L’estate 2026 continua a essere dominata dal caldo e, secondo le previsioni di Meteored Italia, nei prossimi giorni è attesa una nuova fase di intensificazione delle temperature, con il rischio di valori vicini ai 40 gradi tra il 16 e il 18 luglio. Dopo i picchi registrati a maggio e alla fine di giugno e la breve parentesi temporalesca di inizio mese, il caldo non ha mai realmente abbandonato gran parte del Paese.
Il meteorologo Luca Lombroso spiega che la situazione attuale non rappresenta una nuova fase isolata, ma il proseguimento di un periodo eccezionalmente caldo che si trascina ormai da settimane. Le elaborazioni del modello europeo ECMWF indicano infatti temperature superiori ai 30 gradi destinate a proseguire almeno per i prossimi quindici giorni, senza un raffreddamento significativo.
Secondo il meteorologo, è più corretto parlare di “onda di calore” piuttosto che di “ondata di caldo”. La definizione adottata dall’Organizzazione meteorologica mondiale (WMO) descrive infatti un periodo caratterizzato dall’accumulo progressivo di calore dovuto alla successione di giorni e soprattutto notti insolitamente caldi, condizioni che impediscono il naturale raffrescamento di persone, edifici e ambiente. È proprio la persistenza del fenomeno, più che il singolo picco di temperatura, a determinare gli effetti sulla salute, sulle infrastrutture, sull’agricoltura e sulle risorse idriche.
Quando le temperature raggiungono livelli tali da mettere sotto pressione il corpo umano e i sistemi naturali si entra invece nella fase del cosiddetto “caldo estremo”. Le soglie cambiano da territorio a territorio: in Emilia-Romagna, ad esempio, l’allerta rossa viene prevista con una giornata oltre i 40 gradi oppure con due giorni consecutivi a 39 gradi.

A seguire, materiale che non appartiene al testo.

//! License verification for registrations of the licensed application

use crate::common::{LicenseConfig, Result};
use crate::proto::ErrorType;
use crate::Error;

/// Checks a node's core count and the resulting cluster size against the
/// installed license.
pub trait LicenseVerifier: Send + Sync {
    fn verify(&self, cores: u32, node_count: usize) -> Result<()>;
}

/// Limits taken from configuration; 0 means unlimited.
pub struct QuotaLicenseVerifier {
    max_nodes: u32,
    max_cores: u32,
}

impl QuotaLicenseVerifier {
    pub fn new(config: &LicenseConfig) -> Self {
        Self {
            max_nodes: config.max_nodes,
            max_cores: config.max_cores,
        }
    }

    /// A verifier that accepts everything
    pub fn unlimited() -> Self {
        Self {
            max_nodes: 0,
            max_cores: 0,
        }
    }
}

impl LicenseVerifier for QuotaLicenseVerifier {
    fn verify(&self, cores: u32, node_count: usize) -> Result<()> {
        if cores == 0 {
            return Err(Error::business(
                ErrorType::InvalidCoreCount,
                "invalid core count: 0",
            ));
        }
        if self.max_cores > 0 && cores > self.max_cores {
            return Err(Error::business(
                ErrorType::LicenseVerifyError,
                format!(
                    "core count {} exceeds the licensed {} per node",
                    cores, self.max_cores
                ),
            ));
        }
        if self.max_nodes > 0 && node_count > self.max_nodes as usize {
            return Err(Error::business(
                ErrorType::LicenseVerifyError,
                format!(
                    "node count {} exceeds the licensed {}",
                    node_count, self.max_nodes
                ),
            ));
        }
        Ok(())
    }
}

#[cfg(test)]
mod tests {
    use super::*;

    #[test]
    fn test_limits() {
        let verifier = QuotaLicenseVerifier::new(&LicenseConfig {
            max_nodes: 3,
            max_cores: 16,
        });
        assert!(verifier.verify(16, 3).is_ok());
        assert!(verifier.verify(17, 1).is_err());
        assert!(verifier.verify(8, 4).is_err());
        assert!(verifier.verify(0, 1).is_err());
    }

    #[test]
    fn test_unlimited() {
        assert!(QuotaLicenseVerifier::unlimited().verify(512, 1000).is_ok());
    }
}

I dati dell’ultimo mese confermano un’anomalia soprattutto al Centro-Nord. A Milano Linate le temperature massime superano stabilmente i 30 gradi dalla metà di giugno, con sette giornate oltre i 35 gradi. A Firenze, sempre secondo i dati riportati da Meteored Italia, si sono registrate due settimane consecutive con massime superiori ai 35 gradi e punte oltre i 37.

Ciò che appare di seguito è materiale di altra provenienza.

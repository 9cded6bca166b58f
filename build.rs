fn main() -> Result<(), Box<dyn std::error::Error>> {
    // Fall back to the bundled protoc when none is configured
    if std::env::var_os("PROTOC").is_none() {
        std::env::set_var("PROTOC", protoc_bin_vendored::protoc_bin_path()?);
    }

    tonic_build::configure()
        .build_server(true)
        .build_client(true)
        .compile_protos(&["proto/discovery.proto"], &["proto"])?;

    println!("cargo:rerun-if-changed=proto/discovery.proto");
    Ok(())
}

Guardando all’intera stagione, Milano ha già totalizzato 37 giorni con temperature superiori ai 30 gradi dall’inizio dell’anno. In climatologia questa soglia identifica un “giorno caldo”: rispetto a circa quarant’anni fa, quando nel Nord Italia se ne contavano mediamente una ventina all’anno, oggi la media è raddoppiata, con annate che arrivano fino a 70-80 giornate.

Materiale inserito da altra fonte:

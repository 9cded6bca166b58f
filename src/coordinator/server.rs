//! Placement driver server
//!
//! Wires the metadata store, partition metadata, node registry and
//! leadership state together and serves the discovery gRPC service next to
//! the admin HTTP API.

use crate::common::{Config, Result};
use crate::coordinator::discovery::DiscoveryHandler;
use crate::coordinator::grpc::{grpc_uri, DiscoveryGrpcService};
use crate::coordinator::http::{create_router, AdminState};
use crate::coordinator::license::QuotaLicenseVerifier;
use crate::coordinator::raft_node::{LeaderInfo, RaftEngine, RaftNode, RaftStateListener};
use crate::coordinator::registry::NodeRegistry;
use crate::meta::{MetadataStore, PartitionMeta, RocksStore};
use crate::watch::{PulseSubject, WatchSubject};
use std::future::{Future, IntoFuture};
use std::sync::{Arc, Weak};
use std::time::Duration;
use tokio::net::TcpListener;
use tokio::sync::watch;
use tokio_stream::wrappers::TcpListenerStream;

/// Rebuilds the partition cache whenever this node takes over leadership.
///
/// The reload scans the store, so inside a runtime it runs on the blocking
/// pool instead of the thread that delivered the leadership change.
struct ReloadOnLeader {
    meta: Arc<PartitionMeta>,
    raft: Weak<RaftNode>,
}

impl RaftStateListener for ReloadOnLeader {
    fn on_raft_leader_changed(&self) {
        let Some(raft) = self.raft.upgrade() else {
            return;
        };
        if !raft.is_leader() {
            return;
        }
        let meta = self.meta.clone();
        match tokio::runtime::Handle::try_current() {
            Ok(handle) => {
                handle.spawn_blocking(move || reload_meta(&meta));
            }
            Err(_) => reload_meta(&meta),
        }
    }
}

fn reload_meta(meta: &PartitionMeta) {
    match meta.reload() {
        Ok(()) => tracing::info!("Partition metadata reloaded after leader change"),
        Err(e) => tracing::error!("Failed to reload partition metadata: {}", e),
    }
}

pub struct PdServer {
    config: Config,
    meta: Arc<PartitionMeta>,
    raft: Arc<RaftNode>,
    discovery: Arc<DiscoveryHandler>,
    grpc: Arc<DiscoveryGrpcService>,
    watch: Arc<WatchSubject>,
    pulse: Arc<PulseSubject>,
}

impl PdServer {
    /// Open the metadata store at `config.data_path` and build every component.
    pub fn open(config: Config) -> Result<Self> {
        config.validate()?;
        let store: Arc<dyn MetadataStore> = Arc::new(RocksStore::open(&config.data_path)?);
        Self::with_store(config, store)
    }

    pub fn with_store(config: Config, store: Arc<dyn MetadataStore>) -> Result<Self> {
        let watch = Arc::new(WatchSubject::default());
        let pulse = Arc::new(PulseSubject::default());

        let meta = Arc::new(
            PartitionMeta::new(store, config.partition.clone()).with_watch(watch.clone()),
        );
        meta.init()?;

        let advertised = config
            .raft
            .grpc_address
            .clone()
            .unwrap_or_else(|| config.grpc_addr.to_string());
        let raft = Arc::new(RaftNode::new(config.node_id.clone(), grpc_uri(&advertised)));
        raft.add_state_listener(Arc::new(ReloadOnLeader {
            meta: meta.clone(),
            raft: Arc::downgrade(&raft),
        }));

        let registry = Arc::new(NodeRegistry::new(config.discovery.heartbeat_interval()));
        let discovery = Arc::new(DiscoveryHandler::new(
            config.cluster_id,
            config.discovery.clone(),
            registry,
            Arc::new(QuotaLicenseVerifier::new(&config.license)),
        ));
        let grpc = DiscoveryGrpcService::new(
            discovery.clone(),
            raft.clone(),
            vec![watch.clone(), pulse.clone()],
        );

        Ok(Self {
            config,
            meta,
            raft,
            discovery,
            grpc,
            watch,
            pulse,
        })
    }

    pub fn meta(&self) -> &Arc<PartitionMeta> {
        &self.meta
    }

    pub fn raft(&self) -> &Arc<RaftNode> {
        &self.raft
    }

    pub fn discovery(&self) -> &Arc<DiscoveryHandler> {
        &self.discovery
    }

    pub fn watch(&self) -> &Arc<WatchSubject> {
        &self.watch
    }

    pub fn pulse(&self) -> &Arc<PulseSubject> {
        &self.pulse
    }

    /// Take the initial role from configuration.
    fn bootstrap_leadership(&self) {
        if self.config.raft.peers.is_empty() {
            self.raft.become_leader(1);
            return;
        }
        match &self.config.raft.leader {
            Some(leader) => self.raft.step_down(
                1,
                Some(LeaderInfo {
                    node_id: String::new(),
                    grpc_address: grpc_uri(leader),
                }),
            ),
            None => tracing::warn!(
                "{} peers configured and no leader known yet",
                self.config.raft.peers.len()
            ),
        }
    }

    /// Bind the configured addresses and serve until ctrl-c.
    pub async fn serve(self) -> Result<()> {
        let grpc_listener = TcpListener::bind(self.config.grpc_addr).await?;
        let http_listener = TcpListener::bind(self.config.http_addr).await?;

        self.serve_with_shutdown(grpc_listener, http_listener, async {
            if let Err(e) = tokio::signal::ctrl_c().await {
                tracing::error!("Failed to listen for ctrl-c: {}", e);
            }
            tracing::info!("Shutdown signal received");
        })
        .await
    }

    /// Serve on already bound listeners until `shutdown` resolves.
    pub async fn serve_with_shutdown<F>(
        self,
        grpc_listener: TcpListener,
        http_listener: TcpListener,
        shutdown: F,
    ) -> Result<()>
    where
        F: Future<Output = ()> + Send + 'static,
    {
        tracing::info!("Starting placement driver: {}", self.config.node_id);
        tracing::info!("  gRPC API: {}", grpc_listener.local_addr()?);
        tracing::info!("  HTTP API: {}", http_listener.local_addr()?);
        tracing::info!("  Data path: {}", self.config.data_path.display());

        self.bootstrap_leadership();

        let (stop_tx, stop_rx) = watch::channel(false);
        tokio::spawn(async move {
            shutdown.await;
            let _ = stop_tx.send(true);
        });

        let prune = {
            let registry = self.discovery.registry().clone();
            let period = self.config.discovery.heartbeat_interval();
            let mut stop = stop_rx.clone();
            tokio::spawn(async move {
                let mut ticker = tokio::time::interval(period);
                loop {
                    tokio::select! {
                        _ = ticker.tick() => {
                            let removed = registry.prune_expired();
                            if removed > 0 {
                                tracing::info!("Pruned {} expired registrations", removed);
                            }
                        }
                        _ = stop.changed() => break,
                    }
                }
            })
        };

        let router = create_router(AdminState {
            config: Arc::new(self.config.clone()),
            meta: self.meta.clone(),
            raft: self.raft.clone(),
            discovery: self.discovery.clone(),
        });
        let http_server = axum::serve(http_listener, router)
            .with_graceful_shutdown(wait_for_stop(stop_rx.clone()))
            .into_future();

        let grpc_server = tonic::transport::Server::builder()
            .tcp_keepalive(Some(Duration::from_secs(
                self.config.store.keep_alive_timeout_secs,
            )))
            .add_service(self.grpc.clone().into_server())
            .serve_with_incoming_shutdown(
                TcpListenerStream::new(grpc_listener),
                wait_for_stop(stop_rx),
            );

        tracing::info!("Placement driver ready ({})", self.raft.get_role());

        let (http_res, grpc_res) = tokio::join!(http_server, grpc_server);
        prune.abort();

        if let Err(e) = http_res {
            tracing::error!("HTTP server error: {}", e);
            return Err(e.into());
        }
        if let Err(e) = grpc_res {
            tracing::error!("gRPC server error: {}", e);
            return Err(e.into());
        }

        tracing::info!("Placement driver stopped");
        Ok(())
    }
}

async fn wait_for_stop(mut stop: watch::Receiver<bool>) {
    while !*stop.borrow() {
        if stop.changed().await.is_err() {
            break;
        }
    }
}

Per la seconda metà di luglio le previsioni indicano una fase particolarmente intensa, con massime prossime ai 40 gradi su diverse aree della penisola e valori anche superiori nelle zone interne di Sardegna e Sicilia. Si tratta però di una previsione meteorologica e non di un dato già osservato.
Le proiezioni stagionali richiamate da Meteored Italia suggeriscono che il caldo possa continuare anche nelle settimane successive, proprio in avvicinamento alla tradizionale canicola di inizio agosto, il periodo che dal punto di vista climatico è normalmente il più caldo dell’anno.